The Intel Xeon Phi Knights Landing support the new 512-bit Advanced Vector Extension instruction set. Intel KNL (Knights Landing) also supports a few extensions. Only the AVX-512F (Foundation) is a base requirement for the AVX-512 ISA.

## Intel KNL Supported AVX-512 Extensions

Extension | Description |
---|---|

AVX-512F | Foundation |

AVX-512CD | Conflict Detection |

AVX-512PF | Prefetch |

AVX-512ER | Exponents and Reciprocals |

A detailed understanding of the latency and bandwidth involved with different instructions & operations is crucial to writing the most performant code that will be executed on the Intel Xeon Phi Knights Landing processor.

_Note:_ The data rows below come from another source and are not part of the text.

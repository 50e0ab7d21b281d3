//! Output files
//!
//! A drawing is written to a temporary file next to its destination and
//! renamed into place, so a failed run never leaves half an SVG behind.

use anyhow::{Context, Result};
use std::fs;
use std::io::Write;
use std::path::Path;
use tempfile::NamedTempFile;

/// Write `contents` to `path` in one step.
pub fn write_atomic(path: &Path, contents: &str) -> Result<()> {
    let dir = match path.parent() {
        Some(parent) if !parent.as_os_str().is_empty() => parent,
        _ => Path::new("."),
    };
    fs::create_dir_all(dir)
        .with_context(|| format!("Failed to create output directory {}", dir.display()))?;

    let mut file = NamedTempFile::new_in(dir)
        .with_context(|| format!("Failed to create temporary file in {}", dir.display()))?;
    file.write_all(contents.as_bytes())
        .with_context(|| format!("Failed to write {}", path.display()))?;
    file.as_file()
        .sync_all()
        .with_context(|| format!("Failed to flush {}", path.display()))?;
    file.persist(path)
        .map_err(|e| e.error)
        .with_context(|| format!("Failed to move output into place at {}", path.display()))?;
    Ok(())
}
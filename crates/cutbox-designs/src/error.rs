//! Error types for the designs crate.
//!
//! This module provides structured error types for measurement validation,
//! design lookup, cutline rendering and template handling.

use cutbox_settings::SettingsError;
use thiserror::Error;

/// Errors that can occur while building or rendering a design.
#[derive(Error, Debug)]
pub enum DesignError {
    /// A required dimension is missing, zero or negative, or out of range.
    #[error("Invalid measurement '{name}': {reason}")]
    InvalidMeasurement { name: String, reason: String },

    /// Settings that cannot be satisfied together.
    #[error("Inconsistent design configuration: {0}")]
    Inconsistent(String),

    /// The design tag is not registered.
    #[error("Unknown design: {0}")]
    UnknownDesign(String),

    /// A cutline refers to a point the lattice does not have.
    #[error("Cutline refers to point {index} but the lattice has {len} points")]
    UnresolvedPoint { index: usize, len: usize },

    /// A cutline that cannot be rendered.
    #[error("Invalid cutline: {0}")]
    InvalidCutline(String),

    /// The drawing template could not be used.
    #[error("Template error: {0}")]
    Template(String),

    /// Settings could not be resolved.
    #[error("Settings error: {0}")]
    Settings(#[from] SettingsError),
}

impl DesignError {
    pub(crate) fn invalid(name: &str, reason: impl Into<String>) -> Self {
        Self::InvalidMeasurement {
            name: name.to_string(),
            reason: reason.into(),
        }
    }
}

/// Result type alias for design operations.
pub type DesignResult<T> = Result<T, DesignError>;
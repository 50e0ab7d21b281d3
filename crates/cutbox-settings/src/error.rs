//! Error types for the settings crate.
//!
//! This module provides structured error types for project file loading,
//! measure parsing, and typed access to resolved settings.

use cutbox_core::CoreError;
use thiserror::Error;

/// Errors that can occur during settings operations.
#[derive(Error, Debug)]
pub enum SettingsError {
    /// The project file could not be loaded.
    #[error("Failed to load project: {0}")]
    LoadError(String),

    /// A setting is present but its value cannot be used.
    #[error("Invalid setting '{key}': {reason}")]
    InvalidSetting { key: String, reason: String },

    /// A required setting is absent from every layer.
    #[error("Missing setting: {0}")]
    MissingKey(String),

    /// A unit or number could not be interpreted.
    #[error("Measure error: {0}")]
    Measure(#[from] CoreError),

    /// TOML deserialization error.
    #[error("TOML error: {0}")]
    TomlError(#[from] toml::de::Error),

    /// A project structure error occurred.
    #[error("Config error: {0}")]
    Config(#[from] ConfigError),
}

/// Errors related to the structure of a project file.
#[derive(Error, Debug)]
pub enum ConfigError {
    /// The requested section does not exist.
    #[error("Unknown section: {0}")]
    UnknownSection(String),

    /// The project file format is not supported.
    #[error("Unsupported config format: {0}")]
    UnsupportedFormat(String),

    /// A `key=value` override could not be split.
    #[error("Malformed override '{0}', expected KEY=VALUE")]
    MalformedOverride(String),
}

/// Result type alias for settings operations.
pub type SettingsResult<T> = Result<T, SettingsError>;

#[cfg(test)]
mod tests {
    use super::*;

    #[test]
    fn test_settings_error_display() {
        let err = SettingsError::InvalidSetting {
            key: "length".to_string(),
            reason: "must be positive".to_string(),
        };
        assert_eq!(err.to_string(), "Invalid setting 'length': must be positive");

        let err = SettingsError::MissingKey("width".to_string());
        assert_eq!(err.to_string(), "Missing setting: width");
    }

    #[test]
    fn test_config_error_display() {
        let err = ConfigError::UnknownSection("tray".to_string());
        assert_eq!(err.to_string(), "Unknown section: tray");

        let err = ConfigError::MalformedOverride("length".to_string());
        assert_eq!(
            err.to_string(),
            "Malformed override 'length', expected KEY=VALUE"
        );
    }

    #[test]
    fn test_error_conversion() {
        let config_err = ConfigError::UnknownSection("lid".to_string());
        let settings_err: SettingsError = config_err.into();
        assert!(matches!(settings_err, SettingsError::Config(_)));

        let core_err = CoreError::UnknownUnit("ft".to_string());
        let settings_err: SettingsError = core_err.into();
        assert!(matches!(settings_err, SettingsError::Measure(_)));
    }
}
//! # Cutbox Designs
//!
//! Box design variants and the machinery that turns them into SVG.
//!
//! Each variant builds a fixed table of lattice points from its parameters,
//! picks the cutlines that connect them, and hands both to the renderer.
//! The [`registry`] maps design tags to variants.

pub mod card_box;
pub mod card_sheet;
pub mod corner;
pub mod cutline;
pub mod design;
pub mod drawing;
pub mod error;
pub mod matchbox;
pub mod partition;
pub mod registry;
pub mod render;
pub mod template;

pub use card_box::{CardBoxMaker, CardBoxParameters};
pub use card_sheet::{CardSheetMaker, CardSheetParameters};
pub use corner::{CornerMaker, CornerParameters};
pub use cutline::{Compass, CutGroup, Cutline, Rotation};
pub use design::BoxDesign;
pub use drawing::Drawing;
pub use error::{DesignError, DesignResult};
pub use matchbox::{MatchboxMaker, MatchboxParameters, SizeRegime, ThumbholeMode};
pub use partition::{PartitionMaker, PartitionParameters};
pub use registry::DesignKind;
pub use render::{render_cutline, render_group, render_path_data};
pub use template::Template;
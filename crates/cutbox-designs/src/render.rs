//! Path rendering
//!
//! Turns cutlines into SVG path data. Coordinates are written with
//! [`drawing_units_to_display`], so one unit in the output is one drawing dot.

use crate::cutline::{point_at, thumbhole_points, CutGroup, Cutline, Rotation};
use crate::error::{DesignError, DesignResult};
use cutbox_core::{drawing_units_to_display, Point};
use std::fmt::Write;

fn coords(p: Point) -> String {
    format!(
        "{} {}",
        drawing_units_to_display(p.x),
        drawing_units_to_display(p.y)
    )
}

fn move_to(out: &mut String, p: Point) {
    let _ = write!(out, "M {} ", coords(p));
}

fn arc_to(out: &mut String, radius: i64, sweep: u8, to: Point) {
    let r = drawing_units_to_display(radius);
    let _ = write!(out, "A {} {} 0 0 {} {} ", r, r, sweep, coords(to));
}

/// Radius of a quarter circle between two points: the delta along the axis
/// on which they differ.
pub fn arc_delta(from: Point, to: Point) -> i64 {
    if from.y == to.y {
        (to.x - from.x).abs()
    } else {
        (to.y - from.y).abs()
    }
}

/// Render one cutline to a path fragment. Degenerate arcs render empty.
pub fn render_cutline(cutline: &Cutline, corners: &[Point]) -> DesignResult<String> {
    let mut out = String::new();
    match cutline {
        Cutline::Line { points, move_to: mv } => {
            let mut iter = points.iter();
            let Some(&first) = iter.next() else {
                return Ok(out);
            };
            let start = point_at(corners, first)?;
            if *mv {
                move_to(&mut out, start);
            }
            for &index in iter {
                let _ = write!(out, "L {} ", coords(point_at(corners, index)?));
            }
        }
        Cutline::QuarterCircle {
            from,
            to,
            rotation,
            move_to: mv,
        } => {
            let (a, b) = (point_at(corners, *from)?, point_at(corners, *to)?);
            render_arc(&mut out, a, b, arc_delta(a, b), *rotation, *mv);
        }
        Cutline::HalfCircle {
            from,
            to,
            rotation,
            move_to: mv,
        } => {
            let (a, b) = (point_at(corners, *from)?, point_at(corners, *to)?);
            render_arc(&mut out, a, b, arc_delta(a, b) / 2, *rotation, *mv);
        }
        Cutline::Pairs(points) => {
            if points.len() % 2 != 0 {
                return Err(DesignError::InvalidCutline(format!(
                    "paired segments need an even number of points, got {}",
                    points.len()
                )));
            }
            for pair in points.chunks_exact(2) {
                let (a, b) = (point_at(corners, pair[0])?, point_at(corners, pair[1])?);
                move_to(&mut out, a);
                let _ = write!(out, "L {} ", coords(b));
            }
        }
        Cutline::Thumbhole {
            anchor,
            along,
            toward,
            small_radius,
            large_radius,
            move_to: mv,
        } => {
            let [start, inner_start, inner_end, exit] = thumbhole_points(
                point_at(corners, *anchor)?,
                *along,
                *toward,
                *small_radius,
                *large_radius,
            )?;
            let (turn, sweep) = if *toward == along.clockwise() {
                (1, 0)
            } else {
                (0, 1)
            };
            if *mv {
                move_to(&mut out, start);
            }
            if *small_radius > 0 {
                arc_to(&mut out, *small_radius, turn, inner_start);
            } else {
                let _ = write!(out, "L {} ", coords(inner_start));
            }
            if *large_radius > 0 {
                arc_to(&mut out, *large_radius, sweep, inner_end);
            }
            if *small_radius > 0 {
                arc_to(&mut out, *small_radius, turn, exit);
            } else {
                let _ = write!(out, "L {} ", coords(exit));
            }
        }
    }
    Ok(out)
}

fn render_arc(out: &mut String, from: Point, to: Point, radius: i64, rotation: Rotation, mv: bool) {
    if radius == 0 {
        return;
    }
    if mv {
        move_to(out, from);
    }
    arc_to(out, radius, rotation.sweep(), to);
}

/// Path data of a whole group.
pub fn render_path_data(group: &CutGroup, corners: &[Point]) -> DesignResult<String> {
    let mut data = String::new();
    for cutline in &group.cutlines {
        data.push_str(&render_cutline(cutline, corners)?);
    }
    Ok(data.trim_end().to_string())
}

/// A `<path>` element for a group.
pub fn render_group(group: &CutGroup, corners: &[Point]) -> DesignResult<String> {
    let data = render_path_data(group, corners)?;
    let (dx, dy) = group.offset;
    let transform = if (dx, dy) == (0, 0) {
        String::new()
    } else {
        format!(
            " transform=\"translate({} {})\"",
            drawing_units_to_display(dx),
            drawing_units_to_display(dy)
        )
    };
    Ok(format!(
        "<path id=\"{}\" class=\"cut\" d=\"{}\"{}/>",
        group.name, data, transform
    ))
}

#[cfg(test)]
mod tests {
    use super::*;
    use crate::cutline::Compass;

    fn corners() -> Vec<Point> {
        vec![
            Point::new(0, 0),
            Point::new(100_000, 0),
            Point::new(100_000, 50_000),
            Point::new(0, 50_000),
        ]
    }

    #[test]
    fn test_line_with_and_without_move() {
        let c = corners();
        assert_eq!(
            render_cutline(&Cutline::line(&[0, 1, 2]), &c).unwrap(),
            "M 0.0000 0.0000 L 10.0000 0.0000 L 10.0000 5.0000 "
        );
        assert_eq!(
            render_cutline(&Cutline::continue_line(&[2, 3]), &c).unwrap(),
            "L 0.0000 5.0000 "
        );
    }

    #[test]
    fn test_quarter_circle_radius_from_differing_axis() {
        let c = vec![Point::new(0, 0), Point::new(30_000, 30_000)];
        let out = render_cutline(&Cutline::quarter(0, 1, Rotation::Clockwise), &c).unwrap();
        assert_eq!(out, "M 0.0000 0.0000 A 3.0000 3.0000 0 0 1 3.0000 3.0000 ");
    }

    #[test]
    fn test_half_circle_uses_half_the_chord() {
        let c = corners();
        let out = render_cutline(
            &Cutline::continue_half(1, 2, Rotation::CounterClockwise),
            &c,
        )
        .unwrap();
        assert_eq!(out, "A 2.5000 2.5000 0 0 0 10.0000 5.0000 ");
    }

    #[test]
    fn test_degenerate_arc_is_empty() {
        let c = vec![Point::new(7, 7), Point::new(7, 7)];
        assert_eq!(
            render_cutline(&Cutline::quarter(0, 1, Rotation::Clockwise), &c).unwrap(),
            ""
        );
        assert_eq!(
            render_cutline(&Cutline::continue_half(0, 1, Rotation::Clockwise), &c).unwrap(),
            ""
        );
    }

    #[test]
    fn test_pairs() {
        let c = corners();
        assert_eq!(
            render_cutline(&Cutline::pairs(&[0, 1, 2, 3]), &c).unwrap(),
            "M 0.0000 0.0000 L 10.0000 0.0000 M 10.0000 5.0000 L 0.0000 5.0000 "
        );
        assert!(matches!(
            render_cutline(&Cutline::pairs(&[0, 1, 2]), &c),
            Err(DesignError::InvalidCutline(_))
        ));
    }

    #[test]
    fn test_thumbhole_sweeps_mirror() {
        let c = vec![Point::new(0, 0)];
        let notch = |along, toward| Cutline::Thumbhole {
            anchor: 0,
            along,
            toward,
            small_radius: 20_000,
            large_radius: 80_000,
            move_to: false,
        };
        let down = render_cutline(&notch(Compass::East, Compass::South), &c).unwrap();
        assert_eq!(
            down,
            "A 2.0000 2.0000 0 0 1 2.0000 2.0000 \
             A 8.0000 8.0000 0 0 0 18.0000 2.0000 \
             A 2.0000 2.0000 0 0 1 20.0000 0.0000 "
        );
        let up = render_cutline(&notch(Compass::East, Compass::North), &c).unwrap();
        assert_eq!(
            up,
            "A 2.0000 2.0000 0 0 0 2.0000 -2.0000 \
             A 8.0000 8.0000 0 0 1 18.0000 -2.0000 \
             A 2.0000 2.0000 0 0 0 20.0000 0.0000 "
        );
    }

    #[test]
    fn test_group_transform() {
        let c = corners();
        let group = CutGroup::new("lid", vec![Cutline::line(&[0, 1])]).with_offset(10_000, 0);
        let svg = render_group(&group, &c).unwrap();
        assert!(svg.starts_with("<path id=\"lid\""));
        assert!(svg.contains("d=\"M 0.0000 0.0000 L 10.0000 0.0000\""));
        assert!(svg.contains("transform=\"translate(1.0000 0.0000)\""));

        let plain = render_group(&CutGroup::new("lid", vec![Cutline::line(&[0, 1])]), &c).unwrap();
        assert!(!plain.contains("transform"));
    }

    #[test]
    fn test_bad_index_is_fatal() {
        let c = corners();
        assert!(matches!(
            render_cutline(&Cutline::line(&[0, 9]), &c),
            Err(DesignError::UnresolvedPoint { index: 9, len: 4 })
        ));
    }
}
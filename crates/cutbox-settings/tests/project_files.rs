use cutbox_settings::{overrides_table, ConfigError, Project, SettingsError};
use std::io::Write;
use tempfile::{Builder, NamedTempFile};
use toml::Table;

fn project_file(content: &str) -> NamedTempFile {
    let mut file = Builder::new().suffix(".toml").tempfile().unwrap();
    file.write_all(content.as_bytes()).unwrap();
    file
}

#[test]
fn load_project_from_disk() {
    let file = project_file(
        r#"
unit = "mil"
resolution = 96

[lid]
design = "cardbox"
length = 3.5
"#,
    );
    let project = Project::load_from_file(file.path()).unwrap();
    let section = project.section("lid").unwrap();
    assert_eq!(section.design(), "cardbox");

    let settings = project
        .settings_for(section, Table::new(), Table::new())
        .unwrap();
    assert_eq!(settings.converter().resolution(), 96);
    assert_eq!(settings.measure("length").unwrap(), 3_360_000);
}

#[test]
fn overrides_beat_every_file_layer() {
    let file = project_file(
        r#"
height = 10

[tray]
design = "matchbox"
height = 20
"#,
    );
    let project = Project::load_from_file(file.path()).unwrap();
    let section = project.section("tray").unwrap();
    let overrides = overrides_table(&["height=30mm", "unit=mil", "unit=mm"]).unwrap();
    let settings = project
        .settings_for(section, Table::new(), overrides)
        .unwrap();
    let conv = settings.converter();
    assert_eq!(settings.measure("height").unwrap(), conv.to_drawing_units(30.0));
    assert_eq!(settings.text("unit").unwrap().as_deref(), Some("mm"));
}

#[test]
fn rejects_other_extensions() {
    let file = Builder::new().suffix(".json").tempfile().unwrap();
    assert!(matches!(
        Project::load_from_file(file.path()),
        Err(SettingsError::Config(ConfigError::UnsupportedFormat(_)))
    ));
}

#[test]
fn missing_file_is_a_load_error() {
    let dir = tempfile::tempdir().unwrap();
    let path = dir.path().join("absent.toml");
    assert!(matches!(
        Project::load_from_file(&path),
        Err(SettingsError::LoadError(_))
    ));
}

#[test]
fn malformed_toml_is_reported() {
    let file = project_file("[tray\nlength = ");
    assert!(matches!(
        Project::load_from_file(file.path()),
        Err(SettingsError::TomlError(_))
    ));
}
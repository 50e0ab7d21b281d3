use anyhow::Result;
use clap::Args;
use cutbox::DesignKind;
use serde::Serialize;

#[derive(Args, Debug)]
pub struct DesignsArgs {
    /// Print the list as JSON
    #[arg(long)]
    pub json: bool,
}

#[derive(Serialize)]
struct DesignInfo {
    tag: &'static str,
    description: &'static str,
    required: &'static [&'static str],
    defaults: toml::Table,
}

pub fn execute(args: DesignsArgs) -> Result<()> {
    let designs: Vec<DesignInfo> = DesignKind::ALL
        .into_iter()
        .map(|kind| DesignInfo {
            tag: kind.tag(),
            description: kind.description(),
            required: kind.required_keys(),
            defaults: kind.defaults(),
        })
        .collect();

    if args.json {
        println!("{}", serde_json::to_string_pretty(&designs)?);
        return Ok(());
    }

    for design in &designs {
        println!("{:<10} {}", design.tag, design.description);
        println!("{:<10} required: {}", "", design.required.join(", "));
        for (key, value) in &design.defaults {
            println!("{:<10} {} = {}", "", key, value);
        }
    }
    Ok(())
}
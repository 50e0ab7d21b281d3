//! Unit conversion utilities
//!
//! Converts physical measurements (millimeters or mil) into the fixed-point
//! drawing unit used by every lattice, and back again for labels.
//!
//! One drawing unit (tdpi) is a ten-thousandth of a drawing dot, where the
//! dot size is set by the configured resolution (72 dpi by default, so a
//! dot equals a typographic point). All geometry works on `i64` tdpi values;
//! floating point only appears at the two edges of the pipeline.

use crate::error::{CoreError, CoreResult};
use serde::{Deserialize, Serialize};
use std::fmt;
use std::str::FromStr;

/// Drawing units per displayed drawing dot.
pub const TDPI_SCALE: i64 = 10_000;

/// Default output resolution in dots per inch.
pub const DEFAULT_RESOLUTION: u32 = 72;

/// Largest magnitude a single measure may have in drawing units. Lattices add
/// and scale a few dozen measures, which stays far inside `i64` below this.
pub const MAX_DRAWING_UNITS: i64 = i64::MAX >> 20;

const MM_PER_INCH: f64 = 25.4;

/// Physical unit of a measurement
#[derive(Debug, Clone, Copy, PartialEq, Eq, Default, Serialize, Deserialize)]
#[serde(rename_all = "lowercase")]
pub enum Unit {
    /// Millimeters
    #[default]
    Millimeter,
    /// Inch-based legacy unit; one unit spans `resolution` drawing dots
    Mil,
}

impl Unit {
    /// Short label used in measure strings and footers
    pub fn label(&self) -> &'static str {
        match self {
            Self::Millimeter => "mm",
            Self::Mil => "mil",
        }
    }
}

impl fmt::Display for Unit {
    fn fmt(&self, f: &mut fmt::Formatter<'_>) -> fmt::Result {
        f.write_str(self.label())
    }
}

impl FromStr for Unit {
    type Err = CoreError;

    fn from_str(s: &str) -> Result<Self, Self::Err> {
        match s.trim().to_lowercase().as_str() {
            "mm" | "millimeter" | "millimeters" => Ok(Self::Millimeter),
            "mil" | "mils" => Ok(Self::Mil),
            other => Err(CoreError::UnknownUnit(other.to_string())),
        }
    }
}

/// Converts between one physical unit and drawing units at a fixed resolution.
#[derive(Debug, Clone, Copy, PartialEq)]
pub struct UnitConverter {
    unit: Unit,
    resolution: u32,
}

impl Default for UnitConverter {
    fn default() -> Self {
        Self {
            unit: Unit::Millimeter,
            resolution: DEFAULT_RESOLUTION,
        }
    }
}

impl UnitConverter {
    pub fn new(unit: Unit, resolution: u32) -> CoreResult<Self> {
        if resolution == 0 {
            return Err(CoreError::InvalidResolution(resolution));
        }
        Ok(Self { unit, resolution })
    }

    pub fn unit(&self) -> Unit {
        self.unit
    }

    pub fn resolution(&self) -> u32 {
        self.resolution
    }

    /// Drawing units per one physical unit.
    pub fn factor(&self) -> f64 {
        let per_inch = self.resolution as f64 * TDPI_SCALE as f64;
        match self.unit {
            Unit::Millimeter => per_inch / MM_PER_INCH,
            Unit::Mil => per_inch,
        }
    }

    /// Convert a physical value to drawing units, truncating toward zero.
    pub fn to_drawing_units(&self, value: f64) -> i64 {
        (value * self.factor()).trunc() as i64
    }

    /// Like [`Self::to_drawing_units`], but `None` for values that are not
    /// finite or whose magnitude exceeds [`MAX_DRAWING_UNITS`].
    pub fn checked_drawing_units(&self, value: f64) -> Option<i64> {
        let scaled = (value * self.factor()).trunc();
        if scaled.is_finite() && scaled.abs() <= MAX_DRAWING_UNITS as f64 {
            Some(scaled as i64)
        } else {
            None
        }
    }

    /// Convert drawing units back to the physical unit, rounded to 2 decimals.
    pub fn display_to_physical(&self, value: i64) -> f64 {
        round2(value as f64 / self.factor())
    }

    /// Same as [`Self::display_to_physical`] but already formatted for labels.
    pub fn format_physical(&self, value: i64) -> String {
        format!("{:.2}", self.display_to_physical(value))
    }
}

/// Format drawing units as a fixed 4-decimal string (5 -> "0.0005").
pub fn drawing_units_to_display(value: i64) -> String {
    let sign = if value < 0 { "-" } else { "" };
    let magnitude = value.unsigned_abs();
    let scale = TDPI_SCALE as u64;
    format!("{}{}.{:04}", sign, magnitude / scale, magnitude % scale)
}

fn round2(value: f64) -> f64 {
    (value * 100.0).round() / 100.0
}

## Instruction Latency Tables for Vector Vs. Scalar Instructions

### Vector Instructions

Instruction | Latency | Bandwidth |
---|---|---|

Simple Int | 2 | 2 |

FMA Vectorizations | 6 | 2 |

Mask Ops | 2 | 2 |

X87 / MMX | 6 | 1 |

EMU (AVX-512ER) | 7 | 0.5 |

Shuffle / Permutes (1 src) | 2 | 1 |

Shuffle / Permutes (2 src) | 3 | 0.5 |

Convert – Same Width | 2 | 1 |

Convert – Different Width | 6 | 0.2 |

Vector Loads | 5 | 2 |

Store and load forwarding | 2 | 2 |

Gather (8 elems) | 15 | 0.2 |

Gather (16 elems) | 19 | 0.1 |

Float to Int move | 2 | 1 |

Int to Float Move | 4 | 1 |

DIVSS or SQRTSS | 25 | 0.05 |

DIVSD or SQRTSD | 40 | 0.03 |

Packed DIV or SQRT | 38 | 0.1 |

### Scalar Instructions

Instruction | Latency | Bandwidth |
---|---|---|

Math | 1 | 2 |

Int Multiply | 3 or 5 | 1 |

Store to load forwarding | 2 | 1 |

Integer Loads | 4 | 1 |

Integer Division | Varies | 0.05 |

## Scalar Versus Vector Code Performance – Kernel Sizes

Note that Vectorized code is not always faster due to the latency/bandwidth of vectorized code versus scalar code, depending on the size of the kernel being vectorized. A general guideline is that kernels/loops that have more than 16 iterations/loops will be faster with vector code versus scalar code.

## Example Operations – Operation Costs and Comparisons

for (i=0; i<N; i++) { sum += a[ind[i]*K + b[i]; } |

Instructions Present: Gather, Horizontal Reduction Operations — 2x Load, Gather/Load, Horizontal Reduction & Sum

Vector Cost: 5*N

Scalar Cost: 19*ceiling(N/8)+30

Analysis: Scalar is better for N < 13

for (i=0; i<N; i++) { c[ind[i]] = a[i] / b[i]; } |

Instructions Present: Scatter and Division Operations — 3x Load, Scatter/Store, Division

Vector Cost: 38*ceiling(N/8)

Scalar Cost: 19*N

Analysis: Scalar is better if N < 1

for (i=0; i<N; i++) { b[ind[i] = a[ind[i]]; } |

Instructions Present: Gather and Scatter Operations – 1x load, Scatter/Store, Gather/Load

Vector Cost: 36*ceiling(N/8)

Scalar Cost: 3*N

Analysis: Scalar code is always optimal, no matter the iteration (N Count)